Report every line of the data where the string "RelationQueries" appears.
DATA IN THIS EXERCISE START
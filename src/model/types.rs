//! Model type descriptors

use std::rc::Rc;

use indexmap::IndexMap;
use serde_json::Value;

use super::errors::{ModelError, ModelResult};
use super::shape::StorageShape;
use crate::index::{compute_key, FieldSpec, KeyFunction};
use crate::relation::RelationDef;

/// Kind of a declared field
#[derive(Debug, Clone)]
pub enum FieldKind {
    /// Plain stored field, read from the record and written by mutation
    Prop,
    /// Relation field, resolved through the relation graph
    Relation(Rc<RelationDef>),
}

/// A named entity kind: storage shape, key field(s) and field registry.
///
/// Built once with [`ModelType::builder`].
#[derive(Debug)]
pub struct ModelType {
    pub(super) name: String,
    pub(super) path: String,
    pub(super) shape: StorageShape,
    pub(super) key_field: FieldSpec,
    pub(super) key_function: KeyFunction,
    pub(super) model_before_filter: Option<bool>,
    pub(super) fields: IndexMap<String, FieldKind>,
}

impl ModelType {
    pub fn name(&self) -> &str {
        &self.name
    }

    /// Store module path
    pub fn path(&self) -> &str {
        &self.path
    }

    pub fn shape(&self) -> StorageShape {
        self.shape
    }

    pub fn key_field(&self) -> &FieldSpec {
        &self.key_field
    }

    pub fn key_function(&self) -> KeyFunction {
        self.key_function
    }

    /// Per-type override of the wrap-before-filter default
    pub fn model_before_filter(&self) -> Option<bool> {
        self.model_before_filter
    }

    pub fn fields(&self) -> &IndexMap<String, FieldKind> {
        &self.fields
    }

    /// Plain field names in declaration order
    pub fn plain_fields(&self) -> impl Iterator<Item = &str> {
        self.fields
            .iter()
            .filter(|(_, kind)| matches!(kind, FieldKind::Prop))
            .map(|(name, _)| name.as_str())
    }

    /// Relation declarations in declaration order
    pub fn relations(&self) -> impl Iterator<Item = &Rc<RelationDef>> {
        self.fields.values().filter_map(|kind| match kind {
            FieldKind::Relation(relation) => Some(relation),
            FieldKind::Prop => None,
        })
    }

    pub fn is_relation(&self, field: &str) -> bool {
        matches!(self.fields.get(field), Some(FieldKind::Relation(_)))
    }

    /// Relation declared on `field`
    pub fn relation(&self, field: &str) -> ModelResult<&Rc<RelationDef>> {
        match self.fields.get(field) {
            Some(FieldKind::Relation(relation)) => Ok(relation),
            Some(FieldKind::Prop) => Err(ModelError::NotARelation {
                model: self.name.clone(),
                field: field.to_string(),
            }),
            None => Err(ModelError::UnknownField {
                model: self.name.clone(),
                field: field.to_string(),
            }),
        }
    }

    /// Key of a record, or of a raw key value or tuple
    pub fn key_of(&self, value: &Value) -> String {
        compute_key(&self.key_field, self.key_function, value)
    }

    pub fn keys_of(&self, values: &[Value]) -> Vec<String> {
        values.iter().map(|value| self.key_of(value)).collect()
    }
}
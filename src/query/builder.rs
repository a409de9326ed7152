//! Query builder
//!
//! A query accumulates conditions, ordering and relation sub-queries for
//! one model type. Builder methods consume and return the query so calls
//! chain; they never fail. An error found while building (an unknown
//! relation path, for instance) is kept and returned by the first
//! execution.

use std::cell::RefCell;
use std::fmt;
use std::rc::Rc;

use indexmap::IndexMap;
use serde_json::{Map, Value};

use super::aggregate;
use super::executor;
use super::row::{Row, RowSet};
use super::sorter::{OrderSpec, SortDirection, SortKey};
use crate::database::Database;
use crate::error::{Error, Result};
use crate::filter::{Condition, ConditionKind, Conjunction, Operand, Operator, PredicateFn};
use crate::index::FieldSpec;
use crate::model::ModelError;
use crate::observability::Logger;
use crate::record::Model;

/// Relation field to the sub-query applied when that field is read
pub type RelationQueries = IndexMap<String, Query>;

/// Argument of `where_` and its variants
#[derive(Clone)]
pub enum Clause {
    /// `(field, value)` or `(field, operator, value)`
    Compare {
        property: FieldSpec,
        operator: Operator,
        value: Operand,
    },
    /// Every listed field must equal the given value
    Object(Map<String, Value>),
    Predicate(PredicateFn),
    /// Non-object value; recorded as a build error
    Invalid(Value),
}

impl Clause {
    pub fn predicate<F>(f: F) -> Self
    where
        F: Fn(&Row) -> bool + 'static,
    {
        Clause::Predicate(Rc::new(f))
    }

    fn into_kind(self) -> std::result::Result<ConditionKind, Value> {
        match self {
            Clause::Compare {
                property,
                operator,
                value,
            } => Ok(ConditionKind::Compare {
                property,
                operator,
                value,
            }),
            Clause::Object(map) => Ok(ConditionKind::Object(map)),
            Clause::Predicate(predicate) => Ok(ConditionKind::Predicate(predicate)),
            Clause::Invalid(value) => Err(value),
        }
    }
}

impl<F: Into<FieldSpec>, V: Into<Operand>> From<(F, V)> for Clause {
    fn from((property, value): (F, V)) -> Self {
        Clause::Compare {
            property: property.into(),
            operator: Operator::Eq,
            value: value.into(),
        }
    }
}

impl<F: Into<FieldSpec>, V: Into<Operand>> From<(F, Operator, V)> for Clause {
    fn from((property, operator, value): (F, Operator, V)) -> Self {
        Clause::Compare {
            property: property.into(),
            operator,
            value: value.into(),
        }
    }
}

impl From<Map<String, Value>> for Clause {
    fn from(map: Map<String, Value>) -> Self {
        Clause::Object(map)
    }
}

/// Object values match field by field; any other value is a build error.
impl From<Value> for Clause {
    fn from(value: Value) -> Self {
        match value {
            Value::Object(map) => Clause::Object(map),
            other => Clause::Invalid(other),
        }
    }
}

/// Relation path: dot-separated string or list of relation fields
#[derive(Debug, Clone, PartialEq, Eq)]
pub struct RelationPath(Vec<String>);

impl RelationPath {
    pub fn segments(&self) -> &[String] {
        &self.0
    }
}

impl From<&str> for RelationPath {
    fn from(path: &str) -> Self {
        RelationPath(
            path.split('.')
                .filter(|segment| !segment.is_empty())
                .map(str::to_string)
                .collect(),
        )
    }
}

impl From<String> for RelationPath {
    fn from(path: String) -> Self {
        RelationPath::from(path.as_str())
    }
}

impl From<Vec<&str>> for RelationPath {
    fn from(segments: Vec<&str>) -> Self {
        RelationPath(segments.into_iter().map(str::to_string).collect())
    }
}

impl From<Vec<String>> for RelationPath {
    fn from(segments: Vec<String>) -> Self {
        RelationPath(segments)
    }
}

impl<const N: usize> From<[&str; N]> for RelationPath {
    fn from(segments: [&str; N]) -> Self {
        RelationPath(segments.iter().map(|segment| segment.to_string()).collect())
    }
}

#[derive(Clone)]
struct Memo {
    revision: u64,
    models: Vec<Model>,
}

/// Query over one model type
#[derive(Clone)]
pub struct Query {
    db: Rc<Database>,
    model: String,
    conditions: Vec<Condition>,
    order: Vec<OrderSpec>,
    relation_queries: Rc<RelationQueries>,
    error: Option<Error>,
    memo: RefCell<Option<Memo>>,
}

impl fmt::Debug for Query {
    fn fmt(&self, f: &mut fmt::Formatter<'_>) -> fmt::Result {
        f.debug_struct("Query")
            .field("model", &self.model)
            .field("conditions", &self.conditions)
            .field("order", &self.order)
            .field("relation_queries", &self.relation_queries)
            .field("error", &self.error)
            .finish()
    }
}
DATA IN THIS EXERCISE END
• _RESULT OF THE EXERCISE_
pub type RelationQueries = IndexMap<String, Query>;
    relation_queries: Rc<RelationQueries>,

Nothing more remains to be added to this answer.